Knightley and Harriet Martin that she would not be gone many hours.

“But I go alone,” she said, and with an unaccustomed sharpness, which she was unable to prevent; and which, as she saw, offended poor Harriet as deeply as Mr. Knightley had a short time earlier been hurt to the quick. “I go so fast. I am taller than you, dear Harriet, and with longer legs—”

No amount of excuses could dissuade Mr. Knightley and Mrs. Martin from standing by the Abbey door with long faces, as she went. Emma reflected that she had never felt so trapped, as she was today: watched, wondered over; wanted back in the home. For this reason she increased her pace. A sun even hotter than the one of the day before gathered in strength as she walked across the fields; there was no sign of last night's storm; and the leaves on the trees in the woodland which bordered Mr. Knightley's fields were turning to a brown and orange already, in the drought.

She did not turn once, to see if she was still perceived, and within ten minutes the roof of Randalls came into sight – as did Mr.
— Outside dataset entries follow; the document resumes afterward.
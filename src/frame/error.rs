//! Reasons a line is rejected by the frame parser

use crate::domain::Crc32Value;
use thiserror::Error;

/// Why a single line did not yield a frame
///
/// The decoder discards every variant the same way; the distinction exists
/// for logging and tests.
#[derive(Debug, Clone, PartialEq, Eq, Error)]
pub enum ParseError {
    #[error("blank line")]
    Blank,

    #[error("no field separator")]
    MissingSeparator,

    #[error("unknown frame kind {0:?}")]
    UnknownKind(String),

    #[error("expected {expected} fields after the kind tag, found {found}")]
    FieldCount { expected: usize, found: usize },

    #[error("field {field} is not a valid number: {value:?}")]
    InvalidNumber { field: &'static str, value: String },

    #[error("payload is not valid base64: {0}")]
    InvalidEnvelope(#[from] base64::DecodeError),

    #[error("declared size {declared} but payload has {actual} bytes")]
    SizeMismatch { declared: usize, actual: usize },

    #[error("checksum mismatch: declared {declared}, computed {computed}")]
    ChecksumMismatch {
        declared: Crc32Value,
        computed: Crc32Value,
    },
}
Weston himself, as robust and genial as the bright day which sent him out to inspect his small acreage, on the edge of the Abbey fields.

Chapter 20

Great was Emma's desire to escape Mr. Weston, however often he repeated he was back much earlier than he had expected, from London; and delighted to find her here. She found to her shame that she searched for a ruse in order to rid herself of him – as she had Mr. Knightley and Harriet, on the steps of Donwell. Here, however, the plea of a superior fastness of movement would not do the trick; for it was at Randalls that Emma wished to remain, until her questions on the subject of the Baroness were answered; it was more a matter of feigning the need for remaining stationary than the contrary, which occupied Emma's imaginings.
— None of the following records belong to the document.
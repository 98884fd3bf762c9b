//! Core domain types for frame operations
//!
//! This module contains type-safe wrappers for frame sequence numbers, parity
//! group indices and checksums. These newtypes make it impossible to pass a
//! group index where a sequence number is expected, or a byte count where a
//! checksum is expected.
//!
//! ## Type Safety Benefits
//!
//! - **SequenceNumber, GroupIndex**: Both are small integers on the wire; the
//!   types keep data-frame numbering and parity-group numbering apart
//! - **Crc32Value**: Prevents mixing CRC checksums with sizes/counts/other u32 values

use std::fmt;
use std::ops::RangeInclusive;

/// Position of a data frame within the encoded payload (0-based, global)
#[derive(Debug, Clone, Copy, PartialEq, Eq, PartialOrd, Ord, Hash)]
pub struct SequenceNumber(u64);

impl SequenceNumber {
    pub const ZERO: SequenceNumber = SequenceNumber(0);

    pub fn new(value: u64) -> Self {
        SequenceNumber(value)
    }

    pub fn as_u64(&self) -> u64 {
        self.0
    }

    /// The sequence number that follows this one, or `None` at `u64::MAX`
    pub fn next(&self) -> Option<SequenceNumber> {
        self.0.checked_add(1).map(SequenceNumber)
    }

    /// Iterate every sequence number in `start..=end`
    ///
    /// Yields nothing when `start > end`.
    pub fn range(start: SequenceNumber, end: SequenceNumber) -> impl Iterator<Item = Self> {
        RangeInclusive::new(start.0, end.0).map(SequenceNumber)
    }
}

impl From<u64> for SequenceNumber {
    fn from(value: u64) -> Self {
        SequenceNumber::new(value)
    }
}

impl std::ops::Add<u64> for SequenceNumber {
    type Output = SequenceNumber;

    fn add(self, rhs: u64) -> SequenceNumber {
        SequenceNumber(self.0 + rhs)
    }
}

impl fmt::Display for SequenceNumber {
    fn fmt(&self, f: &mut fmt::Formatter<'_>) -> fmt::Result {
        write!(f, "{}", self.0)
    }
}

/// 1-based index of a parity protection group
#[derive(Debug, Clone, Copy, PartialEq, Eq, PartialOrd, Ord, Hash)]
pub struct GroupIndex(u64);

impl GroupIndex {
    pub const FIRST: GroupIndex = GroupIndex(1);

    pub fn new(value: u64) -> Self {
        GroupIndex(value)
    }

    pub fn as_u64(&self) -> u64 {
        self.0
    }

    pub fn next(&self) -> GroupIndex {
        GroupIndex(self.0 + 1)
    }
}

impl From<u64> for GroupIndex {
    fn from(value: u64) -> Self {
        GroupIndex::new(value)
    }
}

impl fmt::Display for GroupIndex {
    fn fmt(&self, f: &mut fmt::Formatter<'_>) -> fmt::Result {
        write!(f, "{}", self.0)
    }
}

/// Type-safe wrapper for CRC32 checksum values
/// Prevents mixing CRC values with other u32 values
#[derive(Debug, Clone, Copy, PartialEq, Eq, Hash)]
pub struct Crc32Value(u32);

impl Crc32Value {
    pub fn new(value: u32) -> Self {
        Crc32Value(value)
    }

    pub fn as_u32(&self) -> u32 {
        self.0
    }
}

impl From<u32> for Crc32Value {
    fn from(value: u32) -> Self {
        Crc32Value::new(value)
    }
}

impl PartialEq<u32> for Crc32Value {
    fn eq(&self, other: &u32) -> bool {
        self.0 == *other
    }
}

impl PartialEq<Crc32Value> for u32 {
    fn eq(&self, other: &Crc32Value) -> bool {
        *self == other.0
    }
}

/// Renders as 8 lowercase hex digits, the frame wire representation
impl fmt::Display for Crc32Value {
    fn fmt(&self, f: &mut fmt::Formatter<'_>) -> fmt::Result {
        write!(f, "{:08x}", self.0)
    }
}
“I daresay you are a little disconcerted, Mrs. Knightley,” Mr. Weston began, before Emma could confront him with the absolute necessity of going in to the house to find his wife, bringing her out, and leaving them both alone here. “You must think my son a peculiarly heartless young man.— No, I will take no polite denial. You think ill of Frank, dear Emma, for breaking the heart of Jane Fairfax, and finding the temerity to visit us here while she stays at the Vicarage. Let me assure you that the little party from Enscombe set off without the least idea that Miss Fairfax would be at Highbury! Poor Frank went quite green when my wife was constrained to pass the information to him, upon arrival.”